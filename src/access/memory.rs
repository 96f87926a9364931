//! In-memory partitioned tables.
//!
//! `MemoryFrameSource` plays the storage layer's role for the diagnostic
//! binary and the tests: each partition is produced as one or more frames,
//! and row ids are cumulative across partitions.

use crate::access::frame::{ColumnBuffer, DataFrame, FrameSource, RowId};
use crate::access::value::StorageType;
use anyhow::{bail, Result};
use std::ops::Range;
use std::sync::Arc;

/// Owned column storage
#[derive(Debug, Clone, PartialEq)]
pub enum OwnedColumn {
    Boolean(Vec<bool>),
    Int8(Vec<i8>),
    Int16(Vec<i16>),
    Int32(Vec<i32>),
    Int64(Vec<i64>),
    Float32(Vec<f32>),
    Float64(Vec<f64>),
}

impl OwnedColumn {
    pub fn storage_type(&self) -> StorageType {
        self.slice(0..0).storage_type()
    }

    pub fn len(&self) -> usize {
        match self {
            OwnedColumn::Boolean(v) => v.len(),
            OwnedColumn::Int8(v) => v.len(),
            OwnedColumn::Int16(v) => v.len(),
            OwnedColumn::Int32(v) => v.len(),
            OwnedColumn::Int64(v) => v.len(),
            OwnedColumn::Float32(v) => v.len(),
            OwnedColumn::Float64(v) => v.len(),
        }
    }

    pub fn is_empty(&self) -> bool {
        self.len() == 0
    }

    /// Borrow a row range of the column
    pub fn slice(&self, range: Range<usize>) -> ColumnBuffer<'_> {
        match self {
            OwnedColumn::Boolean(v) => ColumnBuffer::Boolean(&v[range]),
            OwnedColumn::Int8(v) => ColumnBuffer::Int8(&v[range]),
            OwnedColumn::Int16(v) => ColumnBuffer::Int16(&v[range]),
            OwnedColumn::Int32(v) => ColumnBuffer::Int32(&v[range]),
            OwnedColumn::Int64(v) => ColumnBuffer::Int64(&v[range]),
            OwnedColumn::Float32(v) => ColumnBuffer::Float32(&v[range]),
            OwnedColumn::Float64(v) => ColumnBuffer::Float64(&v[range]),
        }
    }

    pub fn as_buffer(&self) -> ColumnBuffer<'_> {
        self.slice(0..self.len())
    }
}

/// One partition: columns of equal length
#[derive(Debug, Clone, PartialEq)]
pub struct Partition {
    columns: Vec<OwnedColumn>,
    row_count: usize,
}

impl Partition {
    pub fn new(columns: Vec<OwnedColumn>) -> Result<Self> {
        let row_count = columns.first().map(OwnedColumn::len).unwrap_or(0);
        if let Some((index, column)) = columns
            .iter()
            .enumerate()
            .find(|(_, c)| c.len() != row_count)
        {
            bail!(
                "column {} has {} rows, expected {}",
                index,
                column.len(),
                row_count
            );
        }
        Ok(Self { columns, row_count })
    }

    pub fn row_count(&self) -> usize {
        self.row_count
    }

    pub fn columns(&self) -> &[OwnedColumn] {
        &self.columns
    }
}

/// Frame source over in-memory partitions
#[derive(Debug, Clone)]
pub struct MemoryFrameSource {
    partitions: Arc<Vec<Partition>>,
    max_frame_rows: Option<usize>,
    partition_index: usize,
    offset: usize,
    row_base: RowId,
    initialized: bool,
}

impl MemoryFrameSource {
    pub fn new(partitions: Vec<Partition>) -> Self {
        Self::from_shared(Arc::new(partitions))
    }

    /// Create a source over partitions shared with other sources
    pub fn from_shared(partitions: Arc<Vec<Partition>>) -> Self {
        Self {
            partitions,
            max_frame_rows: None,
            partition_index: 0,
            offset: 0,
            row_base: 0,
            initialized: false,
        }
    }

    /// Split partitions into frames of at most `rows` rows
    pub fn with_max_frame_rows(mut self, rows: usize) -> Self {
        self.max_frame_rows = if rows == 0 { None } else { Some(rows) };
        self
    }

    pub fn partitions(&self) -> &[Partition] {
        &self.partitions
    }

    /// Total number of rows over all partitions
    pub fn row_count(&self) -> usize {
        self.partitions.iter().map(Partition::row_count).sum()
    }

    fn rewind(&mut self) {
        self.partition_index = 0;
        self.offset = 0;
        self.row_base = 0;
    }
}

impl FrameSource for MemoryFrameSource {
    fn init(&mut self) -> Result<()> {
        self.rewind();
        self.initialized = true;
        Ok(())
    }

    fn next_frame(&mut self) -> Result<Option<DataFrame<'_>>> {
        if !self.initialized {
            bail!("Frame source not initialized. Call init() first.");
        }

        // Skip exhausted and empty partitions
        while let Some(partition) = self.partitions.get(self.partition_index) {
            if self.offset < partition.row_count() {
                break;
            }
            self.partition_index += 1;
            self.offset = 0;
        }
        let index = self.partition_index;
        let Some(remaining) = self
            .partitions
            .get(index)
            .map(|p| p.row_count() - self.offset)
        else {
            return Ok(None);
        };

        let rows = self.max_frame_rows.map_or(remaining, |m| m.min(remaining));
        let start = self.offset;
        let row_base = self.row_base;
        self.offset += rows;
        self.row_base += rows as RowId;

        let partition = &self.partitions[index];
        let columns = partition
            .columns()
            .iter()
            .map(|c| c.slice(start..start + rows))
            .collect();
        Ok(Some(DataFrame::new(row_base, rows, columns)))
    }

    fn to_top(&mut self) -> Result<()> {
        self.rewind();
        Ok(())
    }
}

#[cfg(test)]
mod tests {
    use super::*;
    use crate::access::value::Datum;

    fn partition(values: Vec<i32>) -> Partition {
        Partition::new(vec![OwnedColumn::Int32(values)]).unwrap()
    }

    #[test]
    fn test_partition_rejects_ragged_columns() {
        let result = Partition::new(vec![
            OwnedColumn::Int32(vec![1, 2]),
            OwnedColumn::Int64(vec![1]),
        ]);
        assert!(result.is_err());
    }

    #[test]
    fn test_frames_have_cumulative_row_ids() -> Result<()> {
        let mut source = MemoryFrameSource::new(vec![
            partition(vec![1, 2, 3]),
            partition(vec![]),
            partition(vec![4, 5]),
        ]);
        source.init()?;

        let mut bases = Vec::new();
        while let Some(frame) = source.next_frame()? {
            bases.push((frame.row_base, frame.row_count));
        }
        assert_eq!(bases, vec![(0, 3), (3, 2)]);
        assert!(source.next_frame()?.is_none());
        Ok(())
    }

    #[test]
    fn test_max_frame_rows_and_rewind() -> Result<()> {
        let mut source =
            MemoryFrameSource::new(vec![partition((0..5).collect())]).with_max_frame_rows(2);
        source.init()?;

        let mut first = Vec::new();
        while let Some(frame) = source.next_frame()? {
            first.push((frame.row_base, frame.row_count, frame.columns[0].datum(0)));
        }
        assert_eq!(
            first,
            vec![
                (0, 2, Some(Datum::Int32(0))),
                (2, 2, Some(Datum::Int32(2))),
                (4, 1, Some(Datum::Int32(4))),
            ]
        );

        source.to_top()?;
        let frame = source.next_frame()?.unwrap();
        assert_eq!(frame.row_base, 0);
        Ok(())
    }

    #[test]
    fn test_next_frame_requires_init() {
        let mut source = MemoryFrameSource::new(vec![partition(vec![1])]);
        assert!(source.next_frame().is_err());
    }
}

* * * * * * *

* Work task
Retype the listing above, exactly and in full.

* Solved exercise
filename src/access/memory.rs
repository 96f87926a9364931
//! In-memory partitioned tables.
//!
//! `MemoryFrameSource` plays the storage layer's role for the diagnostic
//! binary and the tests: each partition is produced as one or more frames,
//! and row ids are cumulative across partitions.

use crate::access::frame::{ColumnBuffer, DataFrame, FrameSource, RowId};
use crate::access::value::StorageType;
use anyhow::{bail, Result};
use std::ops::Range;
use std::sync::Arc;

/// Owned column storage
#[derive(Debug, Clone, PartialEq)]
pub enum OwnedColumn {
    Boolean(Vec<bool>),
    Int8(Vec<i8>),
    Int16(Vec<i16>),
    Int32(Vec<i32>),
    Int64(Vec<i64>),
    Float32(Vec<f32>),
    Float64(Vec<f64>),
}

impl OwnedColumn {
    pub fn storage_type(&self) -> StorageType {
        self.slice(0..0).storage_type()
    }

    pub fn len(&self) -> usize {
        match self {
            OwnedColumn::Boolean(v) => v.len(),
            OwnedColumn::Int8(v) => v.len(),
            OwnedColumn::Int16(v) => v.len(),
            OwnedColumn::Int32(v) => v.len(),
            OwnedColumn::Int64(v) => v.len(),
            OwnedColumn::Float32(v) => v.len(),
            OwnedColumn::Float64(v) => v.len(),
        }
    }

    pub fn is_empty(&self) -> bool {
        self.len() == 0
    }

    /// Borrow a row range of the column
    pub fn slice(&self, range: Range<usize>) -> ColumnBuffer<'_> {
        match self {
            OwnedColumn::Boolean(v) => ColumnBuffer::Boolean(&v[range]),
            OwnedColumn::Int8(v) => ColumnBuffer::Int8(&v[range]),
            OwnedColumn::Int16(v) => ColumnBuffer::Int16(&v[range]),
            OwnedColumn::Int32(v) => ColumnBuffer::Int32(&v[range]),
            OwnedColumn::Int64(v) => ColumnBuffer::Int64(&v[range]),
            OwnedColumn::Float32(v) => ColumnBuffer::Float32(&v[range]),
            OwnedColumn::Float64(v) => ColumnBuffer::Float64(&v[range]),
        }
    }

    pub fn as_buffer(&self) -> ColumnBuffer<'_> {
        self.slice(0..self.len())
    }
}

/// One partition: columns of equal length
#[derive(Debug, Clone, PartialEq)]
pub struct Partition {
    columns: Vec<OwnedColumn>,
    row_count: usize,
}

impl Partition {
    pub fn new(columns: Vec<OwnedColumn>) -> Result<Self> {
        let row_count = columns.first().map(OwnedColumn::len).unwrap_or(0);
        if let Some((index, column)) = columns
            .iter()
            .enumerate()
            .find(|(_, c)| c.len() != row_count)
        {
            bail!(
                "column {} has {} rows, expected {}",
                index,
                column.len(),
                row_count
            );
        }
        Ok(Self { columns, row_count })
    }

    pub fn row_count(&self) -> usize {
        self.row_count
    }

    pub fn columns(&self) -> &[OwnedColumn] {
        &self.columns
    }
}

/// Frame source over in-memory partitions
#[derive(Debug, Clone)]
pub struct MemoryFrameSource {
    partitions: Arc<Vec<Partition>>,
    max_frame_rows: Option<usize>,
    partition_index: usize,
    offset: usize,
    row_base: RowId,
    initialized: bool,
}

impl MemoryFrameSource {
    pub fn new(partitions: Vec<Partition>) -> Self {
        Self::from_shared(Arc::new(partitions))
    }

    /// Create a source over partitions shared with other sources
    pub fn from_shared(partitions: Arc<Vec<Partition>>) -> Self {
        Self {
            partitions,
            max_frame_rows: None,
            partition_index: 0,
            offset: 0,
            row_base: 0,
            initialized: false,
        }
    }

    /// Split partitions into frames of at most `rows` rows
    pub fn with_max_frame_rows(mut self, rows: usize) -> Self {
        self.max_frame_rows = if rows == 0 { None } else { Some(rows) };
        self
    }

    pub fn partitions(&self) -> &[Partition] {
        &self.partitions
    }

    /// Total number of rows over all partitions
    pub fn row_count(&self) -> usize {
        self.partitions.iter().map(Partition::row_count).sum()
    }

    fn rewind(&mut self) {
        self.partition_index = 0;
        self.offset = 0;
        self.row_base = 0;
    }
}

impl FrameSource for MemoryFrameSource {
    fn init(&mut self) -> Result<()> {
        self.rewind();
        self.initialized = true;
        Ok(())
    }

    fn next_frame(&mut self) -> Result<Option<DataFrame<'_>>> {
        if !self.initialized {
            bail!("Frame source not initialized. Call init() first.");
        }

        // Skip exhausted and empty partitions
        while let Some(partition) = self.partitions.get(self.partition_index) {
            if self.offset < partition.row_count() {
                break;
            }
            self.partition_index += 1;
            self.offset = 0;
        }
        let index = self.partition_index;
        let Some(remaining) = self
            .partitions
            .get(index)
            .map(|p| p.row_count() - self.offset)
        else {
            return Ok(None);
        };

        let rows = self.max_frame_rows.map_or(remaining, |m| m.min(remaining));
        let start = self.offset;
        let row_base = self.row_base;
        self.offset += rows;
        self.row_base += rows as RowId;

        let partition = &self.partitions[index];
        let columns = partition
            .columns()
            .iter()
            .map(|c| c.slice(start..start + rows))
            .collect();
        Ok(Some(DataFrame::new(row_base, rows, columns)))
    }

    fn to_top(&mut self) -> Result<()> {
        self.rewind();
        Ok(())
    }
}

#[cfg(test)]
mod tests {
    use super::*;
    use crate::access::value::Datum;

    fn partition(values: Vec<i32>) -> Partition {
        Partition::new(vec![OwnedColumn::Int32(values)]).unwrap()
    }

    #[test]
    fn test_partition_rejects_ragged_columns() {
        let result = Partition::new(vec![
            OwnedColumn::Int32(vec![1, 2]),
            OwnedColumn::Int64(vec![1]),
        ]);
        assert!(result.is_err());
    }

    #[test]
    fn test_frames_have_cumulative_row_ids() -> Result<()> {
        let mut source = MemoryFrameSource::new(vec![
            partition(vec![1, 2, 3]),
            partition(vec![]),
            partition(vec![4, 5]),
        ]);
        source.init()?;

        let mut bases = Vec::new();
        while let Some(frame) = source.next_frame()? {
            bases.push((frame.row_base, frame.row_count));
        }
        assert_eq!(bases, vec![(0, 3), (3, 2)]);
        assert!(source.next_frame()?.is_none());
        Ok(())
    }

    #[test]
    fn test_max_frame_rows_and_rewind() -> Result<()> {
        let mut source =
            MemoryFrameSource::new(vec![partition((0..5).collect())]).with_max_frame_rows(2);
        source.init()?;

        let mut first = Vec::new();
        while let Some(frame) = source.next_frame()? {
            first.push((frame.row_base, frame.row_count, frame.columns[0].datum(0)));
        }
        assert_eq!(
            first,
            vec![
                (0, 2, Some(Datum::Int32(0))),
                (2, 2, Some(Datum::Int32(2))),
                (4, 1, Some(Datum::Int32(4))),
            ]
        );

        source.to_top()?;
        let frame = source.next_frame()?.unwrap();
        assert_eq!(frame.row_base, 0);
        Ok(())
    }

    #[test]
    fn test_next_frame_requires_init() {
        let mut source = MemoryFrameSource::new(vec![partition(vec![1])]);
        assert!(source.next_frame().is_err());
    }
}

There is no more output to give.